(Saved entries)
::::

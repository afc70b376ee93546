//! Day-level assembly: parse, compute both feature banks, and build the
//! two session-half matrices.

use std::path::Path;

use tracing::{debug, info};

use lob_core::types::specs::{lookback_windows, weight_triples, TOTAL_COLUMNS};
use lob_core::types::{SessionHalf, SnapshotSeries};

use crate::error::{DatasetError, Result};
use crate::features::{CausalFeatureBank, DepthImbalanceBank};
use crate::grid::{build_half, HalfMatrix};
use crate::parser;

/// Knobs for one day's build, lifted from the feature configuration.
#[derive(Debug, Clone, Copy)]
pub struct BuildOptions {
    /// Forward labeling window in seconds.
    pub horizon_secs: u32,
    /// Replace zero ask prices with the day mean (see the causal bank).
    pub substitute_zero_prices: bool,
}

impl Default for BuildOptions {
    fn default() -> Self {
        Self {
            horizon_secs: 600,
            substitute_zero_prices: true,
        }
    }
}

/// Both finished matrices of one trading day.
#[derive(Debug, Clone)]
pub struct DayDataset {
    /// Morning (`UP`) matrix, 9000 rows.
    pub morning: HalfMatrix,
    /// Afternoon (`DOWN`) matrix, 10800 rows.
    pub afternoon: HalfMatrix,
    /// Number of snapshots the day file decoded to.
    pub snapshot_count: usize,
}

/// Build one day's dataset from a raw tick file.
pub fn build_day(path: &Path, opts: &BuildOptions) -> Result<DayDataset> {
    let series = parser::read_order_book(path)?;
    info!(
        path = %path.display(),
        snapshots = series.len(),
        "decoded day file"
    );
    build_day_from_series(&series, opts)
}

/// Build one day's dataset from an already-decoded snapshot series.
pub fn build_day_from_series(
    series: &SnapshotSeries,
    opts: &BuildOptions,
) -> Result<DayDataset> {
    // The causal bank runs over the portion of the ask series at/after
    // session open: from the last snapshot with offset <= 0.
    let open_count = series.offset_secs.partition_point(|&t| t <= 0.0);
    if open_count == 0 {
        return Err(DatasetError::NoAnchorSnapshot {
            half: SessionHalf::Morning,
            second: 0,
        });
    }
    let open_index = open_count - 1;

    let windows = lookback_windows();
    let triples = weight_triples();

    // The two banks are independent single passes; compute them
    // side by side.
    let (causal, depth) = rayon::join(
        || {
            CausalFeatureBank::compute(
                &series.ask_price[0][open_index..],
                &series.offset_secs[open_index..],
                &windows,
                opts.substitute_zero_prices,
            )
        },
        || DepthImbalanceBank::compute(series, &triples),
    );
    let causal = causal?;

    let morning = build_half(
        SessionHalf::Morning,
        series,
        &causal,
        &depth,
        opts.horizon_secs,
    )?;
    let afternoon = build_half(
        SessionHalf::Afternoon,
        series,
        &causal,
        &depth,
        opts.horizon_secs,
    )?;

    for half in [&morning, &afternoon] {
        check_shape(half)?;
        debug!(
            half = %half.half(),
            rows = half.n_rows(),
            start_index = half.start_index(),
            end_index = ?half.end_index(),
            "assembled half matrix"
        );
    }

    Ok(DayDataset {
        morning,
        afternoon,
        snapshot_count: series.len(),
    })
}

/// Verify a finished half against its fixed shape (9000/10800 × 65).
fn check_shape(matrix: &HalfMatrix) -> Result<()> {
    let expected = matrix.half().expected_rows();
    if matrix.n_rows() != expected || matrix.n_cols() != TOTAL_COLUMNS {
        return Err(DatasetError::RowCountMismatch {
            half: matrix.half(),
            expected,
            actual: matrix.n_rows(),
        });
    }
    Ok(())
}
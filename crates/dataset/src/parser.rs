//! Raw tick-file decoding into a [`SnapshotSeries`].
//!
//! One logical event spans four consecutive CSV rows: row offset 0
//! carries the event timestamp (in the `Bid_Quantity` column), row
//! offsets 1–3 carry the level-1/2/3 bid and ask price/quantity. Raw
//! prices are scaled by 100 in the feed and divided back out here.
//! A trailing partial group (row count not divisible by four) is
//! dropped without complaint, matching the feed's historical consumers.

use std::fs::File;
use std::io::Read;
use std::path::Path;

use serde::Deserialize;

use lob_core::types::SnapshotSeries;

use crate::anchor;
use crate::error::{DatasetError, Result};

/// Divisor applied to raw feed prices.
const PRICE_SCALE: f64 = 100.0;

/// One raw CSV row of the tick file.
#[derive(Debug, Deserialize)]
struct RawRow {
    #[serde(rename = "Bid")]
    bid: String,
    #[serde(rename = "Bid_Quantity")]
    bid_quantity: String,
    #[serde(rename = "Ask")]
    ask: String,
    #[serde(rename = "Ask_Quantity")]
    ask_quantity: String,
}

/// Input file name for one trading day, e.g. `order_book_3_2014_1_2.csv`.
///
/// Month and day are not zero-padded; that is the upstream convention.
pub fn day_file_name(year: u32, month: u32, day: u32) -> String {
    format!("order_book_3_{year}_{month}_{day}.csv")
}

/// Read a day file from disk into a [`SnapshotSeries`].
///
/// A nonexistent file maps to [`DatasetError::MissingFile`] so the
/// batch runner can skip the day and keep going.
pub fn read_order_book(path: &Path) -> Result<SnapshotSeries> {
    let file = File::open(path).map_err(|e| {
        if e.kind() == std::io::ErrorKind::NotFound {
            DatasetError::MissingFile {
                path: path.to_path_buf(),
            }
        } else {
            DatasetError::Io(e)
        }
    })?;
    read_order_book_from(file)
}

/// Decode the tick stream from any reader.
pub fn read_order_book_from<R: Read>(reader: R) -> Result<SnapshotSeries> {
    let mut csv_reader = csv::ReaderBuilder::new().has_headers(true).from_reader(reader);

    let mut rows: Vec<RawRow> = Vec::new();
    for row in csv_reader.deserialize() {
        rows.push(row?);
    }

    let events = rows.len() / 4;
    let mut series = SnapshotSeries::with_capacity(events);

    for (event, group) in rows.chunks_exact(4).enumerate() {
        let offset = anchor::session_offset(&group[0].bid_quantity, event)?;

        let mut bid_price = [0.0; 3];
        let mut bid_qty = [0.0; 3];
        let mut ask_price = [0.0; 3];
        let mut ask_qty = [0.0; 3];
        for level in 0..3 {
            let row = &group[level + 1];
            let record = event * 4 + level + 1;
            bid_price[level] = parse_price(&row.bid, record)? / PRICE_SCALE;
            ask_price[level] = parse_price(&row.ask, record)? / PRICE_SCALE;
            bid_qty[level] = parse_quantity(&row.bid_quantity);
            ask_qty[level] = parse_quantity(&row.ask_quantity);
        }

        series.push(offset, bid_price, bid_qty, ask_price, ask_qty);
    }

    Ok(series)
}

/// Parse a price field. Unparseable values are a hard error.
fn parse_price(value: &str, record: usize) -> Result<f64> {
    value.trim().parse().map_err(|_| DatasetError::BadPrice {
        record,
        value: value.to_string(),
    })
}

/// Parse a quantity field. Missing quantities are treated as zero:
/// empty cells, `NaN`, and unparseable values all map to `0.0`.
fn parse_quantity(value: &str) -> f64 {
    match value.trim().parse::<f64>() {
        Ok(q) if q.is_finite() => q,
        _ => 0.0,
    }
}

::::

TASK PROMPT – Filter the records down to the lines containing the word "serde", and copy those.

RESPONSE FOR THIS EXERCISE –
use serde::Deserialize;
    #[serde(rename = "Bid")]
    #[serde(rename = "Bid_Quantity")]
    #[serde(rename = "Ask")]
    #[serde(rename = "Ask_Quantity")]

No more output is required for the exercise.